• Historic inscriptions carved in the bluff at El Morro.

    El Morro

    National Monument New Mexico

Your Safety

Hiking Safety
There are a number of things you can do to make your hike safer. Consult a ranger for assistance in choosing a trail to meet your abilities. Carry plenty of water, (at least 20 ounces, more on warm days). Wear sturdy hiking shoes, and dress for variable weather. Stay on designated trails, for your protection and to prevent damage to the fragile resources.

Weather
During summer months, storms can arise quickly. Watch for building thunderstorms in the afternoon, and in the event of lightning, take cover. Avoid hilltops, ridges, and flat open areas.

To minimize the threat posed by afternoon thunderstorms, it is best to begin day hikes to higher elevations at El Morro early in the morning to allow ample time to be down from exposed heights before the onset of storm activity.

Wildlife
Two species of rattlesnakes live at El Morro. Never place your hands or feet where you cannot see. Rattlesnakes or black widow spiders may be sheltered there.

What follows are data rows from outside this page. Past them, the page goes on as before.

//! 内存存储实现
//!
//! 行为与 etcd 对齐：全局递增版本号、前缀监听、租约到期删除绑定的 key。
//! 租约到期在每次访问时惰性清理，时间取自 `tokio::time`，测试中可以暂停时钟。
//! 另外提供故障注入与计数接口，便于验证注册流程的错误分支。

use async_trait::async_trait;
use futures::StreamExt;
use std::collections::{BTreeMap, HashMap, HashSet};
use std::sync::Arc;
use std::sync::atomic::{AtomicU64, Ordering};
use std::time::Duration;
use tokio::sync::{Mutex, mpsc};
use tokio::time::Instant;
use tokio_stream::wrappers::UnboundedReceiverStream;

use super::{
    KeepAliveAck, KeepAliveStream, KeyValue, KvStore, LeaseId, PrefixWatch, WatchEvent,
};
use crate::error::{RegistryError, Result};

/// 可注入故障的操作
#[derive(Debug, Clone, Copy, PartialEq, Eq, Hash)]
pub enum StoreOp {
    Get,
    Put,
    Delete,
    Watch,
    Grant,
    KeepAlive,
    KeepAliveOnce,
    Revoke,
}

struct Entry {
    value: Vec<u8>,
    lease: Option<LeaseId>,
}

struct Lease {
    ttl: i64,
    deadline: Instant,
    keys: HashSet<String>,
}

struct Subscriber {
    prefix: String,
    tx: mpsc::UnboundedSender<WatchEvent>,
}

#[derive(Default)]
struct Inner {
    revision: i64,
    next_lease: LeaseId,
    data: BTreeMap<String, Entry>,
    leases: HashMap<LeaseId, Lease>,
    subscribers: Vec<Subscriber>,
    failures: HashMap<StoreOp, RegistryError>,
}

impl Inner {
    fn take_failure(&mut self, op: StoreOp) -> Result<()> {
        match self.failures.remove(&op) {
            Some(err) => Err(err),
            None => Ok(()),
        }
    }

    fn emit(&mut self, event: WatchEvent) {
        self.subscribers.retain(|sub| !sub.tx.is_closed());
        for sub in &self.subscribers {
            if event.kv.key.starts_with(&sub.prefix) {
                let _ = sub.tx.send(event.clone());
            }
        }
    }

    fn remove_key(&mut self, key: &str) -> bool {
        let Some(entry) = self.data.remove(key) else {
            return false;
        };
        if let Some(lease) = entry.lease.and_then(|id| self.leases.get_mut(&id)) {
            lease.keys.remove(key);
        }
        self.revision += 1;
        self.emit(WatchEvent::delete(key));
        true
    }

    fn drop_lease(&mut self, id: LeaseId) -> bool {
        let Some(lease) = self.leases.remove(&id) else {
            return false;
        };
        let mut keys: Vec<String> = lease.keys.into_iter().collect();
        keys.sort();
        for key in keys {
            self.remove_key(&key);
        }
        true
    }

    fn purge_expired(&mut self) {
        let now = Instant::now();
        let mut expired: Vec<LeaseId> = self
            .leases
            .iter()
            .filter(|(_, lease)| lease.deadline <= now)
            .map(|(id, _)| *id)
            .collect();
        expired.sort_unstable();
        for id in expired {
            self.drop_lease(id);
        }
    }

    fn refresh(&mut self, id: LeaseId) -> Result<KeepAliveAck> {
        let lease = self
            .leases
            .get_mut(&id)
            .ok_or(RegistryError::LeaseNotFound(id))?;
        lease.deadline = Instant::now() + ttl_duration(lease.ttl);
        Ok(KeepAliveAck {
            lease_id: id,
            ttl: lease.ttl,
        })
    }
}

fn ttl_duration(ttl: i64) -> Duration {
    Duration::from_secs(ttl.max(1) as u64)
}

/// 内存存储
#[derive(Clone, Default)]
pub struct MemoryStore {
    inner: Arc<Mutex<Inner>>,
    grants: Arc<AtomicU64>,
}

impl MemoryStore {
    pub fn new() -> Self {
        Self::default()
    }

    /// 下一次 `op` 调用返回 `err`，只生效一次
    pub async fn inject_failure(&self, op: StoreOp, err: RegistryError) {
        self.inner.lock().await.failures.insert(op, err);
    }

    /// 模拟服务端租约过期
    pub async fn expire_lease(&self, id: LeaseId) -> bool {
        self.inner.lock().await.drop_lease(id)
    }

    /// 已授予的租约总数
    pub fn grant_count(&self) -> u64 {
        self.grants.load(Ordering::SeqCst)
    }

    /// 当前存活的租约
    pub async fn live_leases(&self) -> Vec<LeaseId> {
        let mut inner = self.inner.lock().await;
        inner.purge_expired();
        let mut ids: Vec<LeaseId> = inner.leases.keys().copied().collect();
        ids.sort_unstable();
        ids
    }

    /// key 当前绑定的租约
    pub async fn lease_of(&self, key: &str) -> Option<LeaseId> {
        let mut inner = self.inner.lock().await;
        inner.purge_expired();
        inner.data.get(key).and_then(|entry| entry.lease)
    }

    /// 当前版本号
    pub async fn revision(&self) -> i64 {
        self.inner.lock().await.revision
    }
}

#[async_trait]
impl KvStore for MemoryStore {
    async fn get(&self, key: &str, prefix: bool) -> Result<Vec<KeyValue>> {
        let mut inner = self.inner.lock().await;
        inner.take_failure(StoreOp::Get)?;
        inner.purge_expired();
        let kvs = if prefix {
            inner
                .data
                .range(key.to_string()..)
                .take_while(|(k, _)| k.starts_with(key))
                .map(|(k, entry)| KeyValue::new(k.clone(), entry.value.clone()))
                .collect()
        } else {
            inner
                .data
                .get(key)
                .map(|entry| vec![KeyValue::new(key, entry.value.clone())])
                .unwrap_or_default()
        };
        Ok(kvs)
    }

    async fn put(&self, key: &str, value: Vec<u8>, lease: Option<LeaseId>) -> Result<()> {
        let mut inner = self.inner.lock().await;
        inner.take_failure(StoreOp::Put)?;
        inner.purge_expired();

        if let Some(id) = lease {
            let attached = inner
                .leases
                .get_mut(&id)
                .ok_or(RegistryError::LeaseNotFound(id))?;
            attached.keys.insert(key.to_string());
        }

        let previous = inner.data.insert(
            key.to_string(),
            Entry {
                value: value.clone(),
                lease,
            },
        );
        if let Some(old) = previous.and_then(|entry| entry.lease).filter(|old| Some(*old) != lease) {
            if let Some(old_lease) = inner.leases.get_mut(&old) {
                old_lease.keys.remove(key);
            }
        }

        inner.revision += 1;
        inner.emit(WatchEvent::put(key, value));
        Ok(())
    }

    async fn delete(&self, key: &str) -> Result<()> {
        let mut inner = self.inner.lock().await;
        inner.take_failure(StoreOp::Delete)?;
        inner.purge_expired();
        inner.remove_key(key);
        Ok(())
    }

    async fn watch_prefix(&self, prefix: &str) -> Result<PrefixWatch> {
        let mut inner = self.inner.lock().await;
        inner.take_failure(StoreOp::Watch)?;
        inner.purge_expired();

        // 在同一把锁内完成列举与订阅，二者之间不会有写入
        let initial = inner
            .data
            .range(prefix.to_string()..)
            .take_while(|(k, _)| k.starts_with(prefix))
            .map(|(k, entry)| KeyValue::new(k.clone(), entry.value.clone()))
            .collect();
        let (tx, rx) = mpsc::unbounded_channel();
        inner.subscribers.push(Subscriber {
            prefix: prefix.to_string(),
            tx,
        });

        Ok(PrefixWatch {
            initial,
            revision: inner.revision,
            events: UnboundedReceiverStream::new(rx).boxed(),
        })
    }

    async fn grant(&self, ttl: i64) -> Result<LeaseId> {
        let mut inner = self.inner.lock().await;
        inner.take_failure(StoreOp::Grant)?;
        inner.next_lease += 1;
        let id = inner.next_lease;
        inner.leases.insert(
            id,
            Lease {
                ttl,
                deadline: Instant::now() + ttl_duration(ttl),
                keys: HashSet::new(),
            },
        );
        self.grants.fetch_add(1, Ordering::SeqCst);
        Ok(id)
    }

    async fn keep_alive(&self, lease: LeaseId) -> Result<KeepAliveStream> {
        let ttl = {
            let mut inner = self.inner.lock().await;
            inner.take_failure(StoreOp::KeepAlive)?;
            inner.purge_expired();
            inner.refresh(lease)?.ttl
        };
        let interval = ttl_duration(ttl) / 3;
        let inner = self.inner.clone();

        let acks: KeepAliveStream = futures::stream::unfold(inner, move |inner| async move {
            tokio::time::sleep(interval).await;
            let ack = {
                let mut guard = inner.lock().await;
                guard.purge_expired();
                guard.refresh(lease).ok()
            }?;
            Some((ack, inner))
        })
        .boxed();

        Ok(acks)
    }

    async fn keep_alive_once(&self, lease: LeaseId) -> Result<KeepAliveAck> {
        let mut inner = self.inner.lock().await;
        inner.take_failure(StoreOp::KeepAliveOnce)?;
        inner.purge_expired();
        inner.refresh(lease)
    }

    async fn revoke(&self, lease: LeaseId) -> Result<()> {
        let mut inner = self.inner.lock().await;
        inner.take_failure(StoreOp::Revoke)?;
        inner.purge_expired();
        if inner.drop_lease(lease) {
            Ok(())
        } else {
            Err(RegistryError::LeaseNotFound(lease))
        }
    }
}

Mountain Lions also live in the area and are known to occasionally roam the park. Encounters are rare, but possible. To prevent an encounter - Do not hike or jog alone; keep children within site and close by; and keep a clean camp or picnic site. Most lions avoid confrontation, so give the lion a way to escape. Stay calm and speak loudly and firmly. DO NOT RUN from a mountain lion, rather stand and face it. Make eye contact. Appear as large as you can. Raise your arms, open your jacket, or lift your day pack over your head. Throw stones or whatever you can reach without crouching or turning your back. Try to remain standing and face the animal. Report any mountain lion sightings to a Ranger.



Report a Hazard
To report a hazard, please contact: e-mail us

Did You Know?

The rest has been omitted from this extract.